Copy out all lines in the data below containing the string "previous".
..............................
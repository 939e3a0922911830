//! Enemy AI: approach, retreat home, attack.
//!
//! The behaviour is derived each tick from where the player stands relative
//! to the enemy's probe box and wander limit; nothing but the cooldown is
//! stored between ticks.

use bevy::math::Vec2;

use super::components::Enemy;
use crate::combat::Actor;
use crate::world::CollisionView;

/// Distance covered per tick while approaching the player.
pub const APPROACH_STEP: f32 = 0.8;

/// Margin of the probe box around the enemy's bounds.
const PROBE_MARGIN: f32 = 1.0;

impl Enemy {
    /// Run one tick of AI followed by the actor update.
    ///
    /// `view` must not contain this enemy under another name; it is
    /// filtered out by name.
    pub fn update(&mut self, player: &mut Actor, view: &CollisionView) {
        if !self.actor.is_dead() {
            self.think(player, view);
        }
        self.actor.update();
    }

    fn think(&mut self, player: &mut Actor, view: &CollisionView) {
        let probe = self.actor.bounds().expanded(PROBE_MARGIN);
        let target = player.bounds();
        let player_near = target.intersects(&probe);

        let mut step =
            (player.position() - self.actor.position()).normalize_or_zero() * APPROACH_STEP;
        let mut face_step = true;
        let mut attacked = false;

        if !player_near
            && view.is_clear(&self.actor, step)
            && self.limit.contains(&probe)
            && self.limit.contains(&target)
        {
            self.actor.move_by(step);
        } else if !self.limit.contains(&target) {
            step = (self.actor.spawn() - self.actor.position()).normalize_or_zero();
            if self.limit.contains(&probe.offset_by(step))
                && view.is_clear(&self.actor, step)
                && !self.is_home()
            {
                self.actor.move_by(step);
            }
            if self.is_home() {
                face_step = false;
                self.actor.turn(self.home_direction);
            }
        } else if player_near && !self.actor.is_attacking() && self.cooldown.is_ready() {
            self.actor.try_attack(player);
            self.actor.begin_attack();
            self.cooldown.trigger();
            attacked = true;
        }

        if face_step {
            self.actor.turn_toward(step);
        }
        if !attacked {
            self.cooldown.tick();
        }
    }
}

#[cfg(test)]
mod tests {
    use super::*;
    use crate::animation::{SpriteDirection, SpriteState};
    use crate::core::RectF;
    use crate::enemies::ATTACK_COOLDOWN_TICKS;
    use crate::testing;

    fn slime_at(position: Vec2, limit: RectF) -> Enemy {
        Enemy::spawn(
            "slime0",
            "slime",
            position,
            SpriteDirection::South,
            limit,
            &testing::registry(),
        )
        .unwrap()
    }

    #[test]
    fn approaches_player_inside_limit() {
        let mut enemy = slime_at(Vec2::new(100.0, 100.0), RectF::new(50.0, 50.0, 300.0, 300.0));
        let mut player = testing::player_actor(Vec2::new(200.0, 100.0));
        let view = CollisionView::new(testing::VIEWPORT, &[], &[], Some(player.bounds()));

        enemy.update(&mut player, &view);
        let moved = enemy.actor.position() - Vec2::new(100.0, 100.0);
        assert!((moved - Vec2::new(APPROACH_STEP, 0.0)).length() < 1e-4);
        assert_eq!(enemy.actor.direction(), SpriteDirection::East);
    }

    #[test]
    fn blocked_approach_still_turns_toward_the_player() {
        let mut enemy = slime_at(Vec2::new(100.0, 100.0), RectF::new(0.0, 0.0, 400.0, 400.0));
        let mut player = testing::player_actor(Vec2::new(200.0, 100.0));
        // flush against the right edge of the enemy's bounds
        let scenery = vec![testing::wall(RectF::new(120.0, 90.0, 5.0, 40.0))];
        let view = CollisionView::new(testing::VIEWPORT, &scenery, &[], Some(player.bounds()));

        enemy.update(&mut player, &view);
        assert_eq!(enemy.actor.position(), Vec2::new(100.0, 100.0));
        assert_eq!(enemy.actor.direction(), SpriteDirection::East);
        assert!(!enemy.actor.is_attacking());
    }

    #[test]
    fn wall_below_stops_a_southward_approach() {
        let mut enemy = slime_at(Vec2::new(100.0, 100.0), RectF::new(0.0, 0.0, 400.0, 400.0));
        enemy.actor.turn(SpriteDirection::North);
        let mut player = testing::player_actor(Vec2::new(100.0, 200.0));
        let scenery = vec![testing::wall(RectF::new(90.0, 114.0, 40.0, 5.0))];
        let view = CollisionView::new(testing::VIEWPORT, &scenery, &[], Some(player.bounds()));

        for _ in 0..3 {
            enemy.update(&mut player, &view);
        }
        assert_eq!(enemy.actor.position(), Vec2::new(100.0, 100.0));
        assert_eq!(enemy.actor.direction(), SpriteDirection::South);
    }

    #[test]
    fn blocked_retreat_stays_put_facing_home() {
        let home = Vec2::new(100.0, 100.0);
        let mut enemy = slime_at(home, RectF::new(50.0, 50.0, 200.0, 200.0));
        enemy.actor.set_position(Vec2::new(160.0, 100.0));
        let mut player = testing::player_actor(Vec2::new(500.0, 500.0));
        // between the enemy and its spawn point
        let scenery = vec![testing::wall(RectF::new(150.0, 90.0, 10.0, 40.0))];
        let view = CollisionView::new(testing::VIEWPORT, &scenery, &[], Some(player.bounds()));

        for _ in 0..3 {
            enemy.update(&mut player, &view);
        }
        assert_eq!(enemy.actor.position(), Vec2::new(160.0, 100.0));
        assert_eq!(enemy.actor.direction(), SpriteDirection::West);
        assert!(!enemy.is_home());
    }

    #[test]
    fn retreats_home_when_player_leaves_limit() {
        let home = Vec2::new(100.0, 100.0);
        let mut enemy = slime_at(home, RectF::new(50.0, 50.0, 200.0, 200.0));
        enemy.actor.set_position(Vec2::new(160.0, 130.0));
        let mut player = testing::player_actor(Vec2::new(500.0, 500.0));

        let mut distance = enemy.actor.position().distance(home);
        let mut ticks = 0;
        while distance > 1.0 {
            let view = CollisionView::new(testing::VIEWPORT, &[], &[], Some(player.bounds()));
            enemy.update(&mut player, &view);
            let next = enemy.actor.position().distance(home);
            assert!(next < distance, "tick {ticks}: {next} !< {distance}");
            distance = next;
            ticks += 1;
            assert!(ticks < 200);
        }

        let view = CollisionView::new(testing::VIEWPORT, &[], &[], Some(player.bounds()));
        let rest = enemy.actor.position();
        for _ in 0..5 {
            enemy.update(&mut player, &view);
        }
        assert_eq!(enemy.actor.position(), rest);
        // home facing wins over the westward retreat step
        assert_eq!(enemy.actor.direction(), SpriteDirection::South);
        assert_eq!(enemy.actor.state(), SpriteState::Idle);
    }

    #[test]
    fn attack_cooldown_spans_ninety_ticks() {
        let mut enemy = slime_at(Vec2::new(100.0, 100.0), RectF::new(0.0, 0.0, 400.0, 400.0));
        // touching the probe box on the right
        let mut player = testing::player_actor(Vec2::new(120.5, 100.0));
        player.set_health(1_000_000.0);
        let view = CollisionView::new(testing::VIEWPORT, &[], &[], Some(player.bounds()));

        let mut attack_ticks = Vec::new();
        for tick in 0..200 {
            let before = enemy.cooldown().remaining();
            enemy.update(&mut player, &view);
            if enemy.cooldown().remaining() == ATTACK_COOLDOWN_TICKS && before != ATTACK_COOLDOWN_TICKS {
                attack_ticks.push(tick);
            }
        }

        assert_eq!(attack_ticks, vec![0, 91, 182]);
    }

    #[test]
    fn dead_enemies_do_nothing() {
        let mut enemy = slime_at(Vec2::new(100.0, 100.0), RectF::new(0.0, 0.0, 400.0, 400.0));
        let mut player = testing::player_actor(Vec2::new(200.0, 100.0));
        enemy.actor.damage(1000.0);
        let view = CollisionView::new(testing::VIEWPORT, &[], &[], Some(player.bounds()));

        enemy.update(&mut player, &view);
        assert_eq!(enemy.actor.position(), Vec2::new(100.0, 100.0));
        assert_eq!(enemy.cooldown().remaining(), 0);
    }
}
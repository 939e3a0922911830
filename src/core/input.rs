//! Per-tick input snapshots.
//!
//! The simulation reads one snapshot per tick and diffs it against the
//! previous tick's snapshot for edge-triggered actions.

use std::collections::HashSet;

use bevy::input::keyboard::KeyCode;

/// Keys and mouse buttons held down during one tick.
#[derive(Debug, Clone, Default, PartialEq)]
pub struct InputSnapshot {
    keys: HashSet<KeyCode>,
    pub mouse_left: bool,
}

impl InputSnapshot {
    pub fn empty() -> Self {
        Self::default()
    }

    pub fn from_keys(keys: impl IntoIterator<Item = KeyCode>) -> Self {
        Self {
            keys: keys.into_iter().collect(),
            ..Self::default()
        }
    }

    pub fn with_mouse_left(mut self, pressed: bool) -> Self {
        self.mouse_left = pressed;
        self
    }

    pub fn pressed(&self, key: KeyCode) -> bool {
        self.keys.contains(&key)
    }

    /// Key is down now and was up in `previous`.
    pub fn just_pressed(&self, previous: &InputSnapshot, key: KeyCode) -> bool {
        self.pressed(key) && !previous.pressed(key)
    }

    /// Key is up now and was down in `previous`.
    pub fn just_released(&self, previous: &InputSnapshot, key: KeyCode) -> bool {
        !self.pressed(key) && previous.pressed(key)
    }
}
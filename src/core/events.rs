//! Notifications raised by actors while they are mutated.
//!
//! Actors never call back into their owners. They push events into their
//! own outbox and the owning area drains every outbox once the tick's
//! updates are finished, so trigger callbacks can never observe a roster
//! that is halfway through being iterated.

use bevy::math::Vec2;

use super::geometry::RectF;

/// Something that happened to an actor during a tick.
#[derive(Debug, Clone, PartialEq)]
pub enum ActorEvent {
    /// The actor moved by `delta`.
    ///
    /// `bounds` are the actor's bounds at the moment the move was applied;
    /// listeners project them by `delta` to look one step ahead.
    Moved { bounds: RectF, delta: Vec2 },
    /// Current health changed to `health`.
    HealthChanged { health: f32 },
    /// The actor entered its terminal death state.
    Died,
}

impl ActorEvent {
    /// Bounds a listener should test for a move, if this is one.
    pub fn projected_bounds(&self) -> Option<RectF> {
        match self {
            ActorEvent::Moved { bounds, delta } => Some(bounds.offset_by(*delta)),
            _ => None,
        }
    }
}

/// Event tagged with the name of the actor that raised it.
#[derive(Debug, Clone, PartialEq)]
pub struct Notice {
    pub actor: String,
    pub event: ActorEvent,
}
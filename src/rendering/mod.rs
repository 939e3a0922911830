//! Rendering module - draw recording and the sprite renderer.

mod canvas;
mod plugin;

pub use canvas::{outline, Canvas, DrawCommand, DrawList};
pub use plugin::RenderingPlugin;
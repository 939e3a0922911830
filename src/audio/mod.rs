//! Audio module - music cues raised by the simulation and their playback.

mod plugin;

pub use plugin::MusicPlugin;

/// Music instruction queued by the session for the audio host.
#[derive(Debug, Clone, PartialEq)]
pub enum AudioCue {
    /// Start `track`, unless it is already the one playing.
    Play { track: String, looped: bool },
    Pause,
    Resume,
}
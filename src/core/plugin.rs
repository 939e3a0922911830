//! Core plugin that sets up game states, configuration, and the tick rate.

use bevy::prelude::*;

use super::config::GameConfig;
use super::states::*;

/// Core plugin - must be added first as other plugins depend on it.
///
/// This plugin sets up:
/// - Game states (Loading, InGame)
/// - The `GameConfig` resource
/// - The fixed simulation rate
pub struct CorePlugin;

impl Plugin for CorePlugin {
    fn build(&self, app: &mut App) {
        let config = GameConfig::load();

        app
            // Simulation advances once per fixed step
            .insert_resource(Time::<Fixed>::from_hz(config.tick_hz))
            .insert_resource(config)

            // Initialize game states
            .init_state::<GameState>();
    }
}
..............................
» Exercise answer:
//! previous tick's snapshot for edge-triggered actions.
    /// Key is down now and was up in `previous`.
    pub fn just_pressed(&self, previous: &InputSnapshot, key: KeyCode) -> bool {
        self.pressed(key) && !previous.pressed(key)
    /// Key is up now and was down in `previous`.
    pub fn just_released(&self, previous: &InputSnapshot, key: KeyCode) -> bool {
        !self.pressed(key) && previous.pressed(key)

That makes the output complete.